Claimant, not surprisingly, suggests that the court simply follow the statute, albeit a mind-numbing task (
Bryant, supra, at 601), and adopt the testimony of its expert, who has applied heretofore accepted methods of calculation.
The following portion of 5041 (e) is the subject of the experts' scrutiny and has been analyzed on the record:

The annual payment for the first year shall be calculated by dividing the remaining amount of future damages by the number of years over which such payments shall be made and the payment due in each succeeding year shall be computed by adding four percent to the previous year's payment.

Needless to say, the contrasting methods of calculation result in a substantial monetary differential. Defendant cites the Court of Appeals in
Rohring, supra, at 67, to reiterate its full and fair compensation argument.
One of the more disturbing aspects of the testimony concerned the ability of expert economists to apply the Defendant's theory of the proposed methodology of the calculation of future damages. Generally speaking, it was conceded that in a trial by jury, where the damages are ascertained by the jury, and even though there may be the standard PJI special verdict sheet, the amount of damages for, say, lost future wages, are enumerated in a lump sum for the entire work life expectancy of an injured party, and an economist would be left to speculate as to the factual determination of the amount found in lost income for year one.[5]
In other words, an economist would not be able to make the year-by-year calculation of lost wages, which Defendant theorizes allows no remainder to which to add the 4% additur. Hence, urges the Defendant, it has the unique advantage of the specificity of my earlier decision[6] wherein the amount of money awarded in lost future earnings for year one, et seq., allowed Defendant to make its calculation which results in no remainder in each year, and therefore there would be no remainder to apply the 4% additur, and thus there would be no overcompensation to the injured parties.
Defendant's theory only works, leaving aside the question of whether it comports with the statutory scheme or intent, where the finder of fact provides actual year-one damages for each item of economic damage (damages for future pain and suffering are concededly entitled to the 4% additur). But since juries, apparently even using the standard PJI jury sheets, generally do not provide such specificity, economists are forced either to speculate, a taboo in the assessment and calculation of a judgment, or to take an average over the term of each aspect of damages. Taking such an average defeats the argument that each year is an item of damage unto itself (unless of course there is no growth factor whatsoever), as then it leaves a remainder to which, Defendant I believe would concede, the 4% additur applies. Again leaving aside the compatibility of the Defendant's economic methodology with the statute, its theory cannot survive in most trials by jury, but only in a non-jury setting.

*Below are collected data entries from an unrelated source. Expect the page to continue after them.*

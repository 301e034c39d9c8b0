use chrono::{DateTime, Utc};
use serde::{Deserialize, Deserializer, Serialize};
use std::collections::BTreeMap;
use uuid::Uuid;

use super::{MeasurementResult, Photo};

/// A weather leaf as the user entered it: already numeric, or raw text that
/// may use a locale decimal comma.
#[derive(Debug, Clone, PartialEq, Serialize)]
#[serde(untagged)]
pub enum Reading {
    Number(f64),
    Text(String),
}

impl<'de> Deserialize<'de> for Reading {
    fn deserialize<D: Deserializer<'de>>(deserializer: D) -> Result<Self, D::Error> {
        #[derive(Deserialize)]
        #[serde(untagged)]
        enum Raw {
            Number(f64),
            Text(String),
        }

        // Exports write unreadable readings as null; read those back as blank.
        Ok(match Option::<Raw>::deserialize(deserializer)? {
            Some(Raw::Number(value)) => Reading::Number(value),
            Some(Raw::Text(text)) => Reading::Text(text),
            None => Reading::default(),
        })
    }
}

impl Default for Reading {
    fn default() -> Self {
        Reading::Text(String::new())
    }
}

impl Reading {
    /// Numeric value of the reading, accepting `"12,5"` and `"1.234,5"`.
    pub fn as_number(&self) -> Option<f64> {
        match self {
            Reading::Number(value) => Some(*value).filter(|v| v.is_finite()),
            Reading::Text(raw) => parse_locale_number(raw),
        }
    }
}

fn parse_locale_number(raw: &str) -> Option<f64> {
    let trimmed = raw.trim();
    if trimmed.is_empty() {
        return None;
    }

    let normalized = if trimmed.contains(',') {
        // "1.234,5": dots group thousands, the comma is the decimal mark
        trimmed.replace('.', "").replace(',', ".")
    } else {
        trimmed.to_string()
    };

    normalized
        .parse::<f64>()
        .ok()
        .filter(|value| value.is_finite())
}

#[derive(Debug, Clone, Default, PartialEq, Serialize, Deserialize)]
#[serde(rename_all = "camelCase", default)]
pub struct WorkOrder {
    pub number: String,
    pub description: String,
}

#[derive(Debug, Clone, Default, PartialEq, Serialize, Deserialize)]
#[serde(rename_all = "camelCase", default)]
pub struct GeneralInfo {
    pub company: String,
    pub supervisor: String,
    pub technician: String,
    pub work_order: WorkOrder,
    pub site_address: String,
    pub municipality: String,
    pub measurement_date: String,
}

#[derive(Debug, Clone, PartialEq, Serialize, Deserialize)]
#[serde(rename_all = "camelCase")]
pub struct GeoLocation {
    pub latitude: f64,
    pub longitude: f64,
    #[serde(default, skip_serializing_if = "Option::is_none")]
    pub accuracy: Option<f64>,
}

/// Planar coordinates as produced by the projection module.
#[derive(Debug, Clone, PartialEq, Serialize, Deserialize)]
#[serde(rename_all = "camelCase")]
pub struct PlanarCoordinates {
    pub east: f64,
    pub north: f64,
    #[serde(default)]
    pub zone: String,
}

#[derive(Debug, Clone, PartialEq, Serialize, Deserialize)]
#[serde(rename_all = "camelCase")]
pub struct MeasurementPoint {
    pub id: String,
    #[serde(default)]
    pub name: String,
    #[serde(default)]
    pub description: String,
    #[serde(default, skip_serializing_if = "Option::is_none")]
    pub location: Option<GeoLocation>,
    #[serde(default, skip_serializing_if = "Option::is_none")]
    pub planar: Option<PlanarCoordinates>,
}

impl MeasurementPoint {
    pub fn new(name: impl Into<String>) -> Self {
        Self {
            id: Uuid::new_v4().to_string(),
            name: name.into(),
            description: String::new(),
            location: None,
            planar: None,
        }
    }
}

#[derive(Debug, Clone, Default, PartialEq, Serialize, Deserialize)]
#[serde(rename_all = "camelCase", default)]
pub struct WeatherConditions {
    pub temperature: Reading,
    pub humidity: Reading,
    pub pressure: Reading,
    pub wind_speed: Reading,
    pub wind_direction: Reading,
}

#[derive(Debug, Clone, Default, PartialEq, Serialize, Deserialize)]
#[serde(rename_all = "camelCase", default)]
pub struct TechnicalInfo {
    pub sound_meters: Vec<String>,
    pub calibrators: Vec<String>,
    pub weather_stations: Vec<String>,
    pub standard: String,
    pub notes: String,
}

#[derive(Debug, Clone, Default, PartialEq, Serialize, Deserialize)]
#[serde(rename_all = "camelCase", default)]
pub struct Inspection {
    pub checklist: BTreeMap<String, bool>,
    pub observations: String,
}

#[derive(Debug, Clone, Default, PartialEq, Serialize, Deserialize)]
#[serde(rename_all = "camelCase", default)]
pub struct QualitativeData {
    pub area_description: String,
    pub noise_sources: String,
    pub observations: String,
}

#[derive(Debug, Clone, PartialEq, Serialize, Deserialize)]
#[serde(rename_all = "camelCase")]
pub struct ExternalEvent {
    pub id: String,
    #[serde(default)]
    pub description: String,
    #[serde(default)]
    pub time: String,
    #[serde(default)]
    pub impact: String,
}

/// One measurement session's complete record.
#[derive(Debug, Clone, PartialEq, Serialize, Deserialize)]
#[serde(rename_all = "camelCase")]
pub struct MeasurementDocument {
    pub id: String,
    #[serde(default)]
    pub general_info: GeneralInfo,
    #[serde(default)]
    pub measurement_points: Vec<MeasurementPoint>,
    #[serde(default)]
    pub weather_conditions: WeatherConditions,
    #[serde(default)]
    pub technical_info: TechnicalInfo,
    #[serde(default)]
    pub inspection: Inspection,
    #[serde(default)]
    pub measurement_results: Vec<MeasurementResult>,
    #[serde(default)]
    pub qualitative_data: QualitativeData,
    #[serde(default)]
    pub external_events: Vec<ExternalEvent>,
    #[serde(default)]
    pub photos: Vec<Photo>,
    pub created_at: DateTime<Utc>,
    pub updated_at: DateTime<Utc>,
}

impl MeasurementDocument {
    pub fn new(now: DateTime<Utc>) -> Self {
        Self {
            id: Uuid::new_v4().to_string(),
            general_info: GeneralInfo::default(),
            measurement_points: Vec::new(),
            weather_conditions: WeatherConditions::default(),
            technical_info: TechnicalInfo::default(),
            inspection: Inspection::default(),
            measurement_results: Vec::new(),
            qualitative_data: QualitativeData::default(),
            external_events: Vec::new(),
            photos: Vec::new(),
            created_at: now,
            updated_at: now,
        }
    }

    /// True while none of the identifying general fields have been filled in.
    /// Screens use this to gate navigation; the store never enforces it.
    pub fn is_incomplete(&self) -> bool {
        let info = &self.general_info;
        info.company.trim().is_empty()
            && info.supervisor.trim().is_empty()
            && info.work_order.number.trim().is_empty()
    }

    pub fn point(&self, point_id: &str) -> Option<&MeasurementPoint> {
        self.measurement_points.iter().find(|p| p.id == point_id)
    }
}

/// Replaces the entry with the same id, or appends it.
pub fn upsert_by_id(catalog: &mut Vec<MeasurementDocument>, document: MeasurementDocument) {
    match catalog.iter_mut().find(|existing| existing.id == document.id) {
        Some(slot) => *slot = document,
        None => catalog.push(document),
    }
}

/// Collapses duplicate ids, keeping the last occurrence in its first position.
pub fn dedupe_catalog(documents: Vec<MeasurementDocument>) -> Vec<MeasurementDocument> {
    let mut catalog = Vec::with_capacity(documents.len());
    for document in documents {
        upsert_by_id(&mut catalog, document);
    }
    catalog
}

#[cfg(test)]
mod tests {
    use super::*;

    #[test]
    fn locale_readings_parse_as_numbers() {
        assert_eq!(Reading::Text("12,5".into()).as_number(), Some(12.5));
        assert_eq!(Reading::Text(" 1.013,25 ".into()).as_number(), Some(1013.25));
        assert_eq!(Reading::Text("21.4".into()).as_number(), Some(21.4));
        assert_eq!(Reading::Number(3.0).as_number(), Some(3.0));
        assert_eq!(Reading::Text("".into()).as_number(), None);
        assert_eq!(Reading::Text("calm".into()).as_number(), None);
    }

    #[test]
    fn incomplete_until_any_identifying_field_is_set() {
        let mut doc = MeasurementDocument::new(Utc::now());
        assert!(doc.is_incomplete());

        doc.general_info.supervisor = "   ".into();
        assert!(doc.is_incomplete());

        doc.general_info.work_order.number = "OT-17".into();
        assert!(!doc.is_incomplete());
    }

    #[test]
    fn upsert_replaces_matching_id() {
        let now = Utc::now();
        let first = MeasurementDocument::new(now);
        let mut edited = first.clone();
        edited.general_info.company = "Acme".into();
        let other = MeasurementDocument::new(now);

        let mut catalog = vec![first, other.clone()];
        upsert_by_id(&mut catalog, edited.clone());
        assert_eq!(catalog, vec![edited, other]);
    }

    #[test]
    fn dedupe_keeps_latest_copy() {
        let now = Utc::now();
        let doc = MeasurementDocument::new(now);
        let mut newer = doc.clone();
        newer.general_info.company = "Newer".into();

        let catalog = dedupe_catalog(vec![doc, newer.clone()]);
        assert_eq!(catalog, vec![newer]);
    }

    #[test]
    fn missing_groups_deserialize_to_defaults() {
        let raw = r#"{
            "id": "doc-1",
            "createdAt": "2024-03-01T10:00:00Z",
            "updatedAt": "2024-03-01T10:00:00Z"
        }"#;
        let doc: MeasurementDocument = serde_json::from_str(raw).unwrap();
        assert_eq!(doc.id, "doc-1");
        assert!(doc.measurement_points.is_empty());
        assert_eq!(doc.weather_conditions, WeatherConditions::default());
    }

    #[test]
    fn null_reading_reads_back_blank() {
        let weather: WeatherConditions =
            serde_json::from_str(r#"{"temperature": null, "humidity": 58, "pressure": "1012"}"#)
                .unwrap();
        assert_eq!(weather.temperature, Reading::default());
        assert_eq!(weather.humidity, Reading::Number(58.0));
        assert_eq!(weather.pressure, Reading::Text("1012".into()));
    }
}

That would create a two-tiered system, adopting differing methods of calculating future damages, and wreak havoc in the courts. Thus utilizing the Defendant's approach, the statutory 4% would never be applied to future economic damages in non-jury trials, but it would be applied in jury trials. As mind-numbing as CPLR articles 50 A and B are, such an inequitable result could hardly have been in the legislature's mind. Of course, were I to permit such an accounting, which would lead to lower amounts of money to those injured persons prevented by statute (i.e., Court of Claims Act) or by court rule (see CPLR 4102 and 4103) from having a jury, perhaps then the legislature would be more likely to accept the invitations extended by many trial judges and the Court of Appeals (
Bryant, supra) to revisit these statutes. That, of course, is mere judicial wishfulness and speculation.
Thus, I am compelled to reject Defendant's argument in this regard on two bases. First, I could not adopt a methodology which discriminates against those appearing in non-jury settings, but second, and more significantly, I cannot accept that methodology as being consistent with the statutory intent. Irrespective of the pure economic theory that each year of damages is a separate item of damage which is fully compensated annually and is not subject to the 4% additur, the statute cannot be read as suggesting such a result. CPLR 5041 (e) directs in relevant part that:

The period of time over which such periodic payments shall be made and the period of time used to calculate the present value of the annuity contract shall be the period of years determined by the trier of fact in arriving at the itemized verdict .... [t]he annual payment for the first year shall be calculated by dividing the remaining amount of future damages by the number of years over which such payments shall be made ... adding four percent to the previous year's payment. Where payment of a portion of the future damages terminates in accordance with the provisions of this article, the four percent added payment shall be based only upon that portion of the damages that remains subject to continued payment. (emphasis supplied)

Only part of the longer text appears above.